The trial court gave several instructions to the jury covering the theory of self-defense. Two 1 of them, 11 and 14, were defective. Because both instructions were erroneous for the same reason, we set out verbatim instruction 14 only:
The kind and degree of force which a person may lawfully use in self-defense is limited by what a reasonable person in the same situation as such person, seeing what he sees and knowing what he knows, then would believe to be necessary. Any use of force beyond that is regarded by law as excessive. Although a person may believe that he is acting, and may act, in self-defense, he is not justified in using a degree of force clearly in excess of that apparently and reasonably necessary under the existing facts and circumstances.
The first two sentences of instruction 14 correctly state the amount of force a person may lawfully use in self-defense.
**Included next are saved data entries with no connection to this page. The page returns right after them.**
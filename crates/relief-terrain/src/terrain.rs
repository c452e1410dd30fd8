//! Terrain parameters, published snapshots, and the regeneration entry point

use std::sync::Arc;
use std::time::Instant;

use log::{debug, info, warn};
use relief_core::{ensure_finite, Color, Gradient, Result, Vec3};
use serde::{Deserialize, Serialize};

use crate::colorize::HeightColorizer;
use crate::events::{SubscriptionId, Subscribers};
use crate::grid::{GridMeshBuilder, MAX_SEGMENTS};
use crate::height_field::NoiseHeightField;
use crate::vertex::{pack_vertices, MeshVertex};

/// Inputs to a terrain build
#[derive(Clone, Debug, PartialEq, Serialize, Deserialize)]
#[serde(default)]
pub struct TerrainParams {
    /// World-space X extent; also the segment count at resolution 1.0
    pub base_x_size: f32,
    /// World-space Z extent; also the segment count at resolution 1.0
    pub base_z_size: f32,
    /// Detail factor multiplied into the base sizes to get segment counts
    pub resolution: f32,
    /// Amplitude applied to the [0, 1] noise value
    pub height_multiplier: f32,
    /// Frequency multiplier applied to world coordinates before sampling
    pub noise_scale: f32,
    pub seed: u32,
}

impl Default for TerrainParams {
    fn default() -> Self {
        Self {
            base_x_size: 20.0,
            base_z_size: 20.0,
            resolution: 1.0,
            height_multiplier: 2.0,
            noise_scale: 0.3,
            seed: 0,
        }
    }
}

impl TerrainParams {
    /// Reject values that would poison the build (NaN, infinities)
    pub fn validate(&self) -> Result<()> {
        ensure_finite("base_x_size", self.base_x_size)?;
        ensure_finite("base_z_size", self.base_z_size)?;
        ensure_finite("resolution", self.resolution)?;
        ensure_finite("height_multiplier", self.height_multiplier)?;
        ensure_finite("noise_scale", self.noise_scale)?;
        Ok(())
    }

    /// Segment counts: `base_size * resolution` rounded half to even, clamped
    /// to `[1, MAX_SEGMENTS]`
    pub fn segments(&self) -> (u32, u32) {
        (
            segments_for("x", self.base_x_size, self.resolution),
            segments_for("z", self.base_z_size, self.resolution),
        )
    }
}

fn segments_for(axis: &str, base_size: f32, resolution: f32) -> u32 {
    let raw = (base_size * resolution).round_ties_even();
    if raw < 1.0 || raw.is_nan() {
        warn!("{axis} segments {raw} below minimum, clamping to 1");
        1
    } else if raw > MAX_SEGMENTS as f32 {
        warn!("{axis} segments {raw} above maximum, clamping to {MAX_SEGMENTS}");
        MAX_SEGMENTS
    } else {
        raw as u32
    }
}

/// An immutable, fully built terrain. Shared with readers via `Arc`; a new
/// regeneration produces a new snapshot rather than modifying this one.
#[derive(Clone, Debug, PartialEq)]
pub struct TerrainSnapshot {
    /// Increments on every regeneration, starting at 1
    pub generation: u64,
    pub params: TerrainParams,
    pub x_segments: u32,
    pub z_segments: u32,
    /// Effective extents after clamping negative sizes to 0
    pub base_x_size: f32,
    pub base_z_size: f32,
    pub vertices: Vec<Vec3>,
    pub triangles: Vec<u32>,
    pub colors: Vec<Color>,
    pub min_height: f32,
    pub max_height: f32,
}

impl TerrainSnapshot {
    pub fn vertex_count(&self) -> usize {
        self.vertices.len()
    }

    pub fn triangle_count(&self) -> usize {
        self.triangles.len() / 3
    }

    /// Interleaved position/color records for GPU upload
    pub fn packed_vertices(&self) -> Vec<MeshVertex> {
        pack_vertices(&self.vertices, &self.colors)
    }

    /// Positions and grouped triangles, the shape collision builders expect
    pub fn trimesh_data(&self) -> (Vec<[f32; 3]>, Vec<[u32; 3]>) {
        let vertices = self.vertices.iter().map(|v| v.to_array()).collect();
        let triangles = self
            .triangles
            .chunks_exact(3)
            .map(|t| [t[0], t[1], t[2]])
            .collect();
        (vertices, triangles)
    }

    /// Bilinear height at world (x, z), clamped to the terrain bounds
    pub fn height_at(&self, x: f32, z: f32) -> f32 {
        let u = if self.base_x_size > 0.0 {
            (x / self.base_x_size).clamp(0.0, 1.0)
        } else {
            0.0
        };
        let v = if self.base_z_size > 0.0 {
            (z / self.base_z_size).clamp(0.0, 1.0)
        } else {
            0.0
        };

        let fx = u * self.x_segments as f32;
        let fz = v * self.z_segments as f32;

        let x0 = (fx as u32).min(self.x_segments - 1);
        let z0 = (fz as u32).min(self.z_segments - 1);
        let tx = fx - x0 as f32;
        let tz = fz - z0 as f32;

        let h00 = self.grid_height(x0, z0);
        let h10 = self.grid_height(x0 + 1, z0);
        let h01 = self.grid_height(x0, z0 + 1);
        let h11 = self.grid_height(x0 + 1, z0 + 1);

        let h0 = h00 * (1.0 - tx) + h10 * tx;
        let h1 = h01 * (1.0 - tx) + h11 * tx;

        h0 * (1.0 - tz) + h1 * tz
    }

    fn grid_height(&self, x: u32, z: u32) -> f32 {
        self.vertices[(z * (self.x_segments + 1) + x) as usize].y
    }
}

/// Lifecycle of a `TerrainMesh`
#[derive(Clone, Copy, Debug, PartialEq, Eq)]
pub enum TerrainState {
    Uninitialized,
    Ready,
}

/// Owns the current terrain snapshot and rebuilds it on demand.
///
/// `regenerate` takes `&mut self`, so only one rebuild can run at a time.
/// Readers hold `Arc<TerrainSnapshot>` clones and never see a partial build.
#[derive(Debug)]
pub struct TerrainMesh {
    noise: NoiseHeightField,
    colorizer: HeightColorizer,
    current: Option<Arc<TerrainSnapshot>>,
    subscribers: Subscribers,
    generation: u64,
}

impl Default for TerrainMesh {
    fn default() -> Self {
        Self::new()
    }
}

impl TerrainMesh {
    pub fn new() -> Self {
        Self::with_gradient(Gradient::default())
    }

    pub fn with_gradient(gradient: Gradient) -> Self {
        Self {
            noise: NoiseHeightField::default(),
            colorizer: HeightColorizer::new(gradient),
            current: None,
            subscribers: Subscribers::new(),
            generation: 0,
        }
    }

    /// Takes effect on the next regeneration
    pub fn set_gradient(&mut self, gradient: Gradient) {
        self.colorizer = HeightColorizer::new(gradient);
    }

    pub fn state(&self) -> TerrainState {
        if self.current.is_some() {
            TerrainState::Ready
        } else {
            TerrainState::Uninitialized
        }
    }

    /// The most recently published snapshot
    pub fn snapshot(&self) -> Option<Arc<TerrainSnapshot>> {
        self.current.clone()
    }

    pub fn subscribe<F>(&mut self, callback: F) -> SubscriptionId
    where
        F: FnMut(&Arc<TerrainSnapshot>) + Send + 'static,
    {
        self.subscribers.subscribe(callback)
    }

    pub fn unsubscribe(&mut self, id: SubscriptionId) -> bool {
        self.subscribers.unsubscribe(id)
    }

    /// Rebuild on the global rayon pool, publish, then notify subscribers
    pub fn regenerate(&mut self, params: &TerrainParams) -> Result<Arc<TerrainSnapshot>> {
        params.validate()?;
        self.reseed(params.seed);
        let snapshot = build_snapshot(&self.noise, &self.colorizer, params, self.generation + 1);
        Ok(self.publish(snapshot))
    }

    /// Same as `regenerate`, but the parallel passes run on `pool`
    pub fn regenerate_in(
        &mut self,
        pool: &rayon::ThreadPool,
        params: &TerrainParams,
    ) -> Result<Arc<TerrainSnapshot>> {
        params.validate()?;
        self.reseed(params.seed);
        let (noise, colorizer) = (&self.noise, &self.colorizer);
        let generation = self.generation + 1;
        let snapshot = pool.install(|| build_snapshot(noise, colorizer, params, generation));
        Ok(self.publish(snapshot))
    }

    fn reseed(&mut self, seed: u32) {
        if self.noise.seed() != seed {
            self.noise = NoiseHeightField::new(seed);
        }
    }

    fn publish(&mut self, snapshot: TerrainSnapshot) -> Arc<TerrainSnapshot> {
        let snapshot = Arc::new(snapshot);
        self.generation = snapshot.generation;
        self.current = Some(Arc::clone(&snapshot));

        info!(
            "terrain #{} generated: {}x{} segments, {} vertices, {} triangles, height {:.3}..{:.3}",
            snapshot.generation,
            snapshot.x_segments,
            snapshot.z_segments,
            snapshot.vertex_count(),
            snapshot.triangle_count(),
            snapshot.min_height,
            snapshot.max_height
        );

        self.subscribers.notify(&snapshot);
        snapshot
    }
}

fn build_snapshot(
    noise: &NoiseHeightField,
    colorizer: &HeightColorizer,
    params: &TerrainParams,
    generation: u64,
) -> TerrainSnapshot {
    let (x_segments, z_segments) = params.segments();
    let builder = GridMeshBuilder::new(
        x_segments,
        z_segments,
        params.base_x_size,
        params.base_z_size,
    );

    let start = Instant::now();
    let mesh = builder.build(&noise.scaled(params.noise_scale, params.height_multiplier));
    let built = start.elapsed();
    let colors = colorizer.colorize(&mesh.vertices, mesh.min_height, mesh.max_height);
    debug!(
        "grid build {:.2?}, colorize {:.2?} ({} threads)",
        built,
        start.elapsed() - built,
        rayon::current_num_threads()
    );

    TerrainSnapshot {
        generation,
        params: params.clone(),
        x_segments: mesh.x_segments,
        z_segments: mesh.z_segments,
        base_x_size: builder.base_x_size,
        base_z_size: builder.base_z_size,
        vertices: mesh.vertices,
        triangles: mesh.triangles,
        colors,
        min_height: mesh.min_height,
        max_height: mesh.max_height,
    }
}

#[cfg(test)]
mod tests {
    use super::*;
    use relief_core::ReliefError;

    #[test]
    fn segments_follow_resolution() {
        let params = TerrainParams {
            base_x_size: 20.0,
            base_z_size: 10.0,
            resolution: 1.5,
            ..Default::default()
        };
        assert_eq!(params.segments(), (30, 15));
    }

    #[test]
    fn half_segments_round_to_even() {
        let params = TerrainParams {
            base_x_size: 20.0,
            base_z_size: 14.0,
            resolution: 0.125,
            ..Default::default()
        };
        // 2.5 -> 2, 1.75 -> 2
        assert_eq!(params.segments(), (2, 2));

        let params = TerrainParams {
            base_x_size: 14.0,
            base_z_size: 18.0,
            resolution: 0.25,
            ..Default::default()
        };
        // 3.5 -> 4, 4.5 -> 4
        assert_eq!(params.segments(), (4, 4));
    }

    #[test]
    fn tiny_resolution_clamps_to_one_segment() {
        let params = TerrainParams {
            resolution: 0.001,
            ..Default::default()
        };
        assert_eq!(params.segments(), (1, 1));
    }

    #[test]
    fn huge_resolution_clamps_to_max() {
        let params = TerrainParams {
            resolution: 1000.0,
            ..Default::default()
        };
        assert_eq!(params.segments(), (MAX_SEGMENTS, MAX_SEGMENTS));
    }

    #[test]
    fn nan_parameters_are_rejected() {
        let mut terrain = TerrainMesh::new();
        let params = TerrainParams {
            height_multiplier: f32::NAN,
            ..Default::default()
        };
        let err = terrain.regenerate(&params).unwrap_err();
        assert!(matches!(err, ReliefError::InvalidParameter { .. }));
        assert_eq!(terrain.state(), TerrainState::Uninitialized);
    }

    #[test]
    fn regenerate_publishes_snapshot() {
        let mut terrain = TerrainMesh::new();
        assert_eq!(terrain.state(), TerrainState::Uninitialized);
        assert!(terrain.snapshot().is_none());

        let snap = terrain.regenerate(&TerrainParams::default()).unwrap();
        assert_eq!(terrain.state(), TerrainState::Ready);
        assert_eq!(snap.generation, 1);
        assert_eq!(snap.vertex_count(), 21 * 21);
        assert_eq!(snap.colors.len(), snap.vertex_count());
        assert!(Arc::ptr_eq(&snap, &terrain.snapshot().unwrap()));
    }

    #[test]
    fn old_snapshots_survive_regeneration() {
        let mut terrain = TerrainMesh::new();
        let first = terrain.regenerate(&TerrainParams::default()).unwrap();
        let second = terrain
            .regenerate(&TerrainParams {
                resolution: 0.5,
                ..Default::default()
            })
            .unwrap();

        assert_eq!(first.vertex_count(), 21 * 21);
        assert_eq!(second.vertex_count(), 11 * 11);
        assert_eq!(second.generation, 2);
    }

    #[test]
    fn height_at_matches_grid_vertices() {
        let mut terrain = TerrainMesh::new();
        let snap = terrain.regenerate(&TerrainParams::default()).unwrap();
        for v in snap.vertices.iter().step_by(17) {
            assert!((snap.height_at(v.x, v.z) - v.y).abs() < 1e-4);
        }
        // Outside the bounds clamps to the edge
        assert_eq!(snap.height_at(-5.0, -5.0), snap.vertices[0].y);
    }

    #[test]
    fn trimesh_indices_in_range() {
        let mut terrain = TerrainMesh::new();
        let snap = terrain.regenerate(&TerrainParams::default()).unwrap();
        let (verts, tris) = snap.trimesh_data();
        assert_eq!(tris.len(), snap.triangle_count());
        for tri in &tris {
            assert!(tri.iter().all(|&i| (i as usize) < verts.len()));
        }
    }

    #[test]
    fn changing_seed_changes_heights() {
        let mut terrain = TerrainMesh::new();
        let a = terrain.regenerate(&TerrainParams::default()).unwrap();
        let b = terrain
            .regenerate(&TerrainParams {
                seed: 99,
                ..Default::default()
            })
            .unwrap();
        assert_ne!(a.vertices, b.vertices);
    }
}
The last sentence is incorrect and renders the instruction confusing. Although a person is not entitled to use all the force which he believes necessary to repel an attack, he may use that degree of force necessary to protect himself which a reasonably prudent man would have used Under the conditions appearing to him at that time. State v. Miller, 141 Wash. 104, 250 P. 645 (1926); State v. Tyree, 143 Wash. 313, 255 P. 382 (1927); State v. Hill, 76 Wash.2d 557, 458 P.2d 171 (1969). 2 To instruct that the defendant is not justified in using a degree of force clearly in excess of that apparently and reasonably necessary Under the existing facts and circumstances places an emphasis upon what the jury finds to be the facts As they actually were and applies a standard of reasonableness to those facts. This is not and...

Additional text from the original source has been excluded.